Start of SUPPLIED RECORDS

#[cfg(test)]
mod tests {
    use crate::calendar::{
        ApiSlot, BookEventRequest, BookingResponse, CalendarStatus, MockCalendarApi,
    };
    use crate::client::ApiError;
    use crate::store::*;
    use chrono::NaiveDate;
    use mockall::predicate::eq;

    fn slot(start: &str, end: &str) -> ApiSlot {
        ApiSlot {
            start: start.to_string(),
            end: end.to_string(),
            formatted_time: None,
        }
    }

    fn booking() -> BookEventRequest {
        BookEventRequest {
            summary: "Intro call".to_string(),
            description: None,
            start: "2025-05-05T09:00:00Z".to_string(),
            end: "2025-05-05T10:00:00Z".to_string(),
            attendees: vec!["guest@example.com".to_string()],
        }
    }

    #[test]
    fn test_default_state() {
        let store = CalendarStore::new(MockCalendarApi::new());
        let state = store.state();
        assert!(!state.is_connected);
        assert!(!state.is_loading);
        assert!(state.error.is_none());
        assert!(state.available_slots.is_empty());
        assert_eq!(state.selected_date.len(), 10);
        assert!(NaiveDate::parse_from_str(&state.selected_date, "%Y-%m-%d").is_ok());
    }

    #[test]
    fn test_normalize_date() {
        let expected = NaiveDate::from_ymd_opt(2025, 5, 5).unwrap();
        assert_eq!(normalize_date("2025-05-05").unwrap(), expected);
        assert_eq!(normalize_date(" 2025-05-05 ").unwrap(), expected);
        assert_eq!(normalize_date("2025-05-05T13:00:00+02:00").unwrap(), expected);
        assert!(matches!(
            normalize_date("05/05/2025"),
            Err(ApiError::InvalidInput(_))
        ));
    }

    #[tokio::test]
    async fn test_check_connection_sets_status() {
        let mut api = MockCalendarApi::new();
        api.expect_calendar_status().times(1).returning(|| {
            Ok(CalendarStatus {
                connected: true,
                expires_at: Some("2025-06-01T00:00:00Z".to_string()),
            })
        });

        let mut store = CalendarStore::new(api);
        store.check_connection().await;

        assert!(store.state().is_connected);
        assert_eq!(
            store.state().expires_at.as_deref(),
            Some("2025-06-01T00:00:00Z")
        );
        assert!(!store.state().is_loading);
        assert!(store.state().error.is_none());
    }

    #[tokio::test]
    async fn test_check_connection_failure_sets_error() {
        let mut api = MockCalendarApi::new();
        api.expect_calendar_status()
            .returning(|| Err(ApiError::Unauthorized));

        let mut store = CalendarStore::new(api);
        store.check_connection().await;

        assert!(!store.state().is_connected);
        assert_eq!(store.state().error.as_deref(), Some(CHECK_CONNECTION_FAILED));
        assert!(!store.state().is_loading);
    }

    #[tokio::test]
    async fn test_get_connect_url() {
        let mut api = MockCalendarApi::new();
        api.expect_get_auth_url()
            .times(1)
            .returning(|| Ok("https://accounts.google.com/o/oauth2/auth?x=1".to_string()));

        let mut store = CalendarStore::new(api);
        let url = store.get_connect_url().await;
        assert_eq!(url.as_deref(), Some("https://accounts.google.com/o/oauth2/auth?x=1"));
    }

    #[tokio::test]
    async fn test_get_connect_url_failure_returns_none() {
        let mut api = MockCalendarApi::new();
        api.expect_get_auth_url().returning(|| {
            Err(ApiError::Status {
                status: 500,
                body: "boom".to_string(),
            })
        });

        let mut store = CalendarStore::new(api);
        assert!(store.get_connect_url().await.is_none());
        assert_eq!(store.state().error.as_deref(), Some(CONNECT_URL_FAILED));
    }

    #[tokio::test]
    async fn test_callback_marks_connected() {
        let mut api = MockCalendarApi::new();
        api.expect_handle_callback()
            .withf(|code| code == "auth-code")
            .times(1)
            .returning(|_| Ok(()));

        let mut store = CalendarStore::new(api);
        assert!(store.handle_google_callback("auth-code").await);
        assert!(store.state().is_connected);
    }

    #[tokio::test]
    async fn test_callback_failure() {
        let mut api = MockCalendarApi::new();
        api.expect_handle_callback()
            .returning(|_| Err(ApiError::InvalidInput("empty OAuth code".to_string())));

        let mut store = CalendarStore::new(api);
        assert!(!store.handle_google_callback("").await);
        assert!(!store.state().is_connected);
        assert_eq!(store.state().error.as_deref(), Some(CALLBACK_FAILED));
    }

    #[tokio::test]
    async fn test_disconnect_clears_state() {
        let mut api = MockCalendarApi::new();
        api.expect_calendar_status().returning(|| {
            Ok(CalendarStatus {
                connected: true,
                expires_at: Some("2025-06-01T00:00:00Z".to_string()),
            })
        });
        api.expect_disconnect().times(1).returning(|| Ok(()));

        let mut store = CalendarStore::new(api);
        store.check_connection().await;
        store.disconnect_google().await;

        assert!(!store.state().is_connected);
        assert!(store.state().expires_at.is_none());
        assert!(store.state().error.is_none());
    }

    #[tokio::test]
    async fn test_disconnect_failure_keeps_connection() {
        let mut api = MockCalendarApi::new();
        api.expect_calendar_status().returning(|| {
            Ok(CalendarStatus {
                connected: true,
                expires_at: None,
            })
        });
        api.expect_disconnect()
            .returning(|| Err(ApiError::Unauthorized));

        let mut store = CalendarStore::new(api);
        store.check_connection().await;
        store.disconnect_google().await;

        assert!(store.state().is_connected);
        assert_eq!(store.state().error.as_deref(), Some(DISCONNECT_FAILED));
    }

    #[tokio::test]
    async fn test_get_available_slots_normalizes_date() {
        let mut api = MockCalendarApi::new();
        api.expect_available_slots()
            .with(eq(NaiveDate::from_ymd_opt(2025, 5, 5).unwrap()))
            .times(1)
            .returning(|_| {
                Ok(vec![
                    slot("2025-05-05T08:00:00Z", "2025-05-05T09:00:00Z"),
                    slot("2025-05-05T09:00:00Z", "2025-05-05T10:00:00Z"),
                ])
            });

        let mut store = CalendarStore::new(api);
        store.get_available_slots("2025-05-05T12:30:00Z").await;

        assert_eq!(store.state().selected_date, "2025-05-05");
        assert_eq!(store.state().available_slots.len(), 2);
        assert!(store.state().error.is_none());
        assert!(!store.state().is_loading);
    }

    #[tokio::test]
    async fn test_get_available_slots_failure_empties_slots() {
        let mut api = MockCalendarApi::new();
        let mut first = true;
        api.expect_available_slots().times(2).returning(move |_| {
            if first {
                first = false;
                Ok(vec![slot("2025-05-05T08:00:00Z", "2025-05-05T09:00:00Z")])
            } else {
                Err(ApiError::Unauthorized)
            }
        });

        let mut store = CalendarStore::new(api);
        store.get_available_slots("2025-05-05").await;
        assert_eq!(store.state().available_slots.len(), 1);

        store.get_available_slots("2025-05-06").await;
        assert!(store.state().available_slots.is_empty());
        assert_eq!(store.state().error.as_deref(), Some(SLOTS_FAILED));
    }

    #[tokio::test]
    async fn test_invalid_date_never_reaches_backend() {
        let mut api = MockCalendarApi::new();
        api.expect_available_slots().never();

        let mut store = CalendarStore::new(api);
        let before = store.state().selected_date.clone();
        store.get_available_slots("not-a-date").await;

        assert_eq!(store.state().selected_date, before);
        assert_eq!(store.state().error.as_deref(), Some(SLOTS_FAILED));
    }

    #[tokio::test]
    async fn test_book_event_success() {
        let mut api = MockCalendarApi::new();
        api.expect_book_event()
            .withf(|req| req.summary == "Intro call")
            .times(1)
            .returning(|_| {
                Ok(BookingResponse {
                    success: true,
                    event_id: Some("evt-1".to_string()),
                    message: "Booked".to_string(),
                })
            });

        let mut store = CalendarStore::new(api);
        let response = store.book_event(&booking()).await.unwrap();
        assert!(response.success);
        assert_eq!(response.event_id.as_deref(), Some("evt-1"));
        assert!(store.state().error.is_none());
    }

    #[tokio::test]
    async fn test_book_event_failure_propagates() {
        let mut api = MockCalendarApi::new();
        api.expect_book_event().returning(|_| {
            Err(ApiError::Status {
                status: 409,
                body: "slot taken".to_string(),
            })
        });

        let mut store = CalendarStore::new(api);
        let result = store.book_event(&booking()).await;
        assert!(matches!(result, Err(ApiError::Status { status: 409, .. })));
        assert_eq!(store.state().error.as_deref(), Some(BOOKING_FAILED));
        assert!(!store.state().is_loading);
    }

    #[tokio::test]
    async fn test_formatted_available_slots() {
        let mut api = MockCalendarApi::new();
        api.expect_available_slots().returning(|_| {
            Ok(vec![
                slot("2025-05-05T09:00:00+02:00", "2025-05-05T10:00:00+02:00"),
                slot("garbage", "2025-05-05T11:00:00+02:00"),
            ])
        });

        let mut store = CalendarStore::new(api);
        store.get_available_slots("2025-05-05").await;
        let formatted = store.formatted_available_slots();

        assert_eq!(formatted[0].formatted_time.as_deref(), Some("09:00 - 10:00"));
        assert_eq!(formatted[1].formatted_time.as_deref(), Some("garbage - 11:00"));
        assert!(store.state().available_slots[0].formatted_time.is_none());
    }
}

End of SUPPLIED RECORDS

__WHAT THE EXERCISE ASKS__. If a line in the data holds the word "Intro", count it, then state the total alone.

__TASK OUTPUT__. 2